Plight of Bluefin Tuna fisherman and tuna
Image Public Domain

“It’s abundantly clear to me that overfishing is pushing our oceans towards an irreversible collapse.” Ted Danson

The plight of bluefin tuna has been making headlines for decades. It is one of the majestic rulers of the sea that has been fighting for it’s life in the great oceans of the world. It’s a remarkable fish with one huge liability. It’s just too damn tasty for it’s own good. The world’s insatiable appetite for it’s flesh and it’s money making potential has had a devastating impact on it’s numbers.

The Plight of the Bluefin Tuna: A Profile of this Remarkable Fish

There are three species of bluefin. Atlantic, Pacific and Southern.

The Bluefin tuna is no ordinary fish. They are superb swimmers thanks to a generous amount of muscle in their body, a powerful heart and ramjet-like ventilation system. They can accelerate faster than a Ferrari and when pursuing prey they can sustain bursts of speed up to 100 km/h.

These fish are the F111 fighter jets of the ocean. They have retractable fins allowing them to move through the water with little drag and hunt down schools of herring, mackerel and eels.
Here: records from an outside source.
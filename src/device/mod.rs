//! Capture device abstraction and implementations.
//!
//! [`CaptureDevice`] is the seam between the multiplexer and the audio
//! hardware. The crate provides two implementations:
//!
//! - [`CpalCaptureDevice`]: real microphone capture via CPAL
//! - [`MockCaptureDevice`]: hardware-free device for tests and CI

mod cpal_input;
mod mock;

pub use cpal_input::CpalCaptureDevice;
pub use mock::{MockCaptureDevice, MockHandle};

use crate::CaptureError;

/// Fixed capture sample rate in Hz.
pub const SAMPLE_RATE_HZ: u32 = 16_000;

/// Fixed channel count (mono).
pub const CHANNELS: u16 = 1;

/// Bytes per PCM16 sample.
pub const BYTES_PER_SAMPLE: usize = 2;

/// Samples collected per read cycle (10ms at 16kHz).
pub const SAMPLES_PER_READ: usize = 160;

/// Callback invoked with each captured buffer of little-endian PCM16 bytes.
///
/// Runs on the device's read-loop thread, never on the caller's.
pub type DataCallback = Box<dyn FnMut(&[u8]) + Send>;

/// An audio input device running a dedicated read loop.
///
/// Implementations own the physical or logical input resource and know
/// nothing about consumers: `start` is handed a single callback, and every
/// captured buffer is delivered through it synchronously from the read
/// loop's own thread.
pub trait CaptureDevice: Send {
    /// Starts capturing and delivering buffers to `on_data`.
    ///
    /// `is_capturing()` is true before the loop begins delivering.
    ///
    /// # Errors
    ///
    /// - [`CaptureError::AlreadyCapturing`] if a session is already running
    /// - [`CaptureError::NoDefaultDevice`] / [`CaptureError::DeviceUnavailable`]
    ///   if the device cannot be opened; capture does not begin
    fn start(&mut self, on_data: DataCallback) -> Result<(), CaptureError>;

    /// Signals the read loop to exit after its current blocking read returns.
    ///
    /// No hard cancellation, and no join: safe to call from any thread,
    /// including the read loop itself. Idempotent.
    fn stop(&mut self);

    /// Returns whether a capture session is currently running.
    ///
    /// Safe to query from any thread. Read errors that terminate the loop
    /// flip this to false; the device does not auto-retry.
    fn is_capturing(&self) -> bool;
}

/// Configuration for microphone capture.
#[derive(Debug, Clone)]
pub struct DeviceConfig {
    /// Input device name, or `None` for the system default.
    pub device_name: Option<String>,
    /// Capture sample rate in Hz.
    pub sample_rate: u32,
    /// Number of channels (1 = mono).
    pub channels: u16,
    /// Samples pulled from the device per read cycle.
    pub read_chunk: usize,
    /// Ring buffer capacity in samples between the audio callback and the
    /// read loop.
    pub ring_capacity: usize,
}

impl Default for DeviceConfig {
    fn default() -> Self {
        Self {
            device_name: None,
            sample_rate: SAMPLE_RATE_HZ,
            channels: CHANNELS,
            read_chunk: SAMPLES_PER_READ,
            // 1 second at 16kHz mono
            ring_capacity: SAMPLE_RATE_HZ as usize,
        }
    }
}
They can dive up to 4,000 feet.

The largest bluefin tuna can weigh up to 635kg and measure 15ft. Their life span up to 40 years.

Depending on their age female bluefin tuna are thought to produce anywhere from one million to 30 million eggs each spawning season.

Most notable for many is how good they taste. Tuna sandwich and a hot coffee, anyone? The greatest connoisseurs are perhaps the Japanese who can talk about the flesh of the tuna like people talk about red wine.

A Challenging Gauntlet That’s Rigged Overwhelmingly in Our Favor

The bluefin tuna are migratory fish. Those in the Atlantic, for example, will spawn in the Gulf of Mexico and the Mediterranean and feed as far north as the Artic Circle. A 15 year old specimen may have swum as much as a million miles.

In that journey they must make their way around multiple threats.

They have unwittingly won the admiration of recreational sports fishermen around the world who would love nothing more than to land a big one in their boat. This is the least of their worries though.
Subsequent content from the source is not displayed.